The Broad Institute enables new levels of research with Google engineering and Intel optimizations.
These days scientists and researchers rely on strong computational horsepower to overcome challenges in research and answer the toughest questions by running simulations. Now, to provide them with the best resource cloud providers like Google is helping with them fast, cost-effective Google N1 and N2 instances.
Thanks to the ongoing collaboration with Intel and Google Cloud to accelerate genomic research, the Broad Institute of MIT and Harvard has optimized its workflows based on these two instances. Compared to the initial deployment of workloads on Google Cloud, the collaboration resulted in an 85% reduction in the cost of data processing after optimization.
“We knew the cloud would allow a whole new level of data federation and collaboration, and we could work with others to create a cloud-based data ecosystem, where researchers could combine their workflows on more than the data they generated with other datasets into richer, more powerful computational experiments.”

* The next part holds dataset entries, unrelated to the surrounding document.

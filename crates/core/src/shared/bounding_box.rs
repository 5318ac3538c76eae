use std::fmt;
use std::marker::PhantomData;

/// Coordinate space of the downscaled frame the face locator runs on.
#[derive(Clone, Copy, Debug, PartialEq, Eq)]
pub struct WorkingSpace;

/// Coordinate space of the native-resolution frame that is rendered and recorded.
#[derive(Clone, Copy, Debug, PartialEq, Eq)]
pub struct DisplaySpace;

/// Face rectangle as `(top, right, bottom, left)` pixel coordinates.
///
/// The type parameter records which frame the coordinates belong to, so a
/// working-space box cannot be drawn on a display frame without going
/// through [`FrameGeometry::rescale`](crate::recognition::domain::frame_geometry::FrameGeometry::rescale).
#[derive(Clone, Copy, PartialEq, Eq)]
pub struct BoundingBox<S> {
    pub top: i32,
    pub right: i32,
    pub bottom: i32,
    pub left: i32,
    space: PhantomData<S>,
}

impl<S> BoundingBox<S> {
    pub fn new(top: i32, right: i32, bottom: i32, left: i32) -> Self {
        Self {
            top,
            right,
            bottom,
            left,
            space: PhantomData,
        }
    }

    pub fn width(&self) -> i32 {
        self.right - self.left
    }

    pub fn height(&self) -> i32 {
        self.bottom - self.top
    }

    /// Clips the box to a `frame_w x frame_h` frame.
    ///
    /// Returns `None` when nothing of the box remains inside the frame.
    pub fn clamp(&self, frame_w: u32, frame_h: u32) -> Option<Self> {
        let top = self.top.clamp(0, frame_h as i32);
        let bottom = self.bottom.clamp(0, frame_h as i32);
        let left = self.left.clamp(0, frame_w as i32);
        let right = self.right.clamp(0, frame_w as i32);
        if bottom <= top || right <= left {
            return None;
        }
        Some(Self::new(top, right, bottom, left))
    }
}

impl<S> fmt::Debug for BoundingBox<S> {
    fn fmt(&self, f: &mut fmt::Formatter<'_>) -> fmt::Result {
        write!(
            f,
            "BoundingBox(top={}, right={}, bottom={}, left={})",
            self.top, self.right, self.bottom, self.left
        )
    }
}
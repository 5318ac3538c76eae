use crate::shared::bounding_box::{BoundingBox, DisplaySpace, WorkingSpace};

/// Maps boxes found on the downscaled working frame back onto the
/// native-resolution display frame.
///
/// Built fresh for every frame: source resolution is not assumed constant.
#[derive(Clone, Copy, Debug, PartialEq)]
pub struct FrameGeometry {
    scale_factor: f64,
}

impl FrameGeometry {
    /// `scale_factor = display_width / working_width`.
    ///
    /// A zero working width (nothing was resized) degrades to identity.
    pub fn new(display_width: u32, working_width: u32) -> Self {
        let scale_factor = if working_width == 0 {
            1.0
        } else {
            display_width as f64 / working_width as f64
        };
        Self { scale_factor }
    }

    #[cfg(test)]
    fn from_scale(scale_factor: f64) -> Self {
        Self { scale_factor }
    }

    pub fn scale_factor(&self) -> f64 {
        self.scale_factor
    }

    /// Multiplies each coordinate by the scale factor and floors to whole pixels.
    pub fn rescale(&self, b: &BoundingBox<WorkingSpace>) -> BoundingBox<DisplaySpace> {
        BoundingBox::new(
            self.scale(b.top),
            self.scale(b.right),
            self.scale(b.bottom),
            self.scale(b.left),
        )
    }

    pub fn rescale_all(&self, boxes: &[BoundingBox<WorkingSpace>]) -> Vec<BoundingBox<DisplaySpace>> {
        boxes.iter().map(|b| self.rescale(b)).collect()
    }

    fn scale(&self, coordinate: i32) -> i32 {
        (coordinate as f64 * self.scale_factor).floor() as i32
    }
}

#[cfg(test)]
mod tests {
    use super::*;
    use approx::assert_relative_eq;
    use rstest::rstest;

    fn working(top: i32, right: i32, bottom: i32, left: i32) -> BoundingBox<WorkingSpace> {
        BoundingBox::new(top, right, bottom, left)
    }

    fn display(top: i32, right: i32, bottom: i32, left: i32) -> BoundingBox<DisplaySpace> {
        BoundingBox::new(top, right, bottom, left)
    }

    #[test]
    fn test_scale_factor_is_display_over_working() {
        assert_relative_eq!(FrameGeometry::new(1400, 700).scale_factor(), 2.0);
        assert_relative_eq!(FrameGeometry::new(640, 700).scale_factor(), 640.0 / 700.0);
    }

    #[test]
    fn test_doubles_box_when_display_is_twice_working() {
        let g = FrameGeometry::new(1400, 700);
        assert_eq!(g.rescale(&working(10, 20, 30, 40)), display(20, 40, 60, 80));
    }

    #[test]
    fn test_unit_scale_is_identity() {
        let g = FrameGeometry::new(700, 700);
        assert_eq!(g.rescale(&working(13, 251, 99, 7)), display(13, 251, 99, 7));
    }

    #[rstest]
    #[case::fractional_up(1.5, working(3, 5, 7, 1), display(4, 7, 10, 1))]
    #[case::hd_to_working(1920.0 / 700.0, working(100, 200, 300, 50), display(274, 548, 822, 137))]
    #[case::downscale(0.5, working(11, 21, 31, 41), display(5, 10, 15, 20))]
    fn test_rescale_floors_each_coordinate(
        #[case] scale: f64,
        #[case] input: BoundingBox<WorkingSpace>,
        #[case] expected: BoundingBox<DisplaySpace>,
    ) {
        assert_eq!(FrameGeometry::from_scale(scale).rescale(&input), expected);
    }

    #[test]
    fn test_rescale_all_preserves_order() {
        let g = FrameGeometry::new(1400, 700);
        let out = g.rescale_all(&[working(1, 2, 3, 4), working(5, 6, 7, 8)]);
        assert_eq!(out, vec![display(2, 4, 6, 8), display(10, 12, 14, 16)]);
    }

    #[test]
    fn test_zero_working_width_is_identity() {
        assert_relative_eq!(FrameGeometry::new(640, 0).scale_factor(), 1.0);
    }
}
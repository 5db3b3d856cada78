use std::sync::Arc;

use crate::{chatwork::client::ChatworkClient, models::config::Config};

/// The active config and the client built from it. Replaced as a unit.
#[derive(Clone)]
pub struct BotState {
    pub config: Arc<Config>,
    pub client: Arc<ChatworkClient>,
}

impl BotState {
    pub fn new(config: Config) -> Self {
        let client = ChatworkClient::new(&config);
        Self {
            config: Arc::new(config),
            client: Arc::new(client),
        }
    }

    /// Returns a replacement state when `candidate` differs from the
    /// active config, `None` otherwise.
    pub fn updated_with(&self, candidate: Config) -> Option<Self> {
        if self.config.is_same_config(&candidate) {
            None
        } else {
            Some(Self::new(candidate))
        }
    }
}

Geraldine Van der Auwera, Data Sciences Platform director of outreach and communications, the Broad Institute of MIT and Harvard
To adapt to a dramatic increase in genomics data generation and computational research demand, the Broad Institute migrated its workloads to Google Cloud N2 instances. By modularizing its pipeline workflows, right-sizing cloud instances based on the needs of the workload and optimizing for Intel® Xeon® Scalable processors, the Broad Institute users can run its genomics workflows on Google Cloud about 25% faster and at 34% lower cost by deploying on N2 instances with Xeon Scalable processors.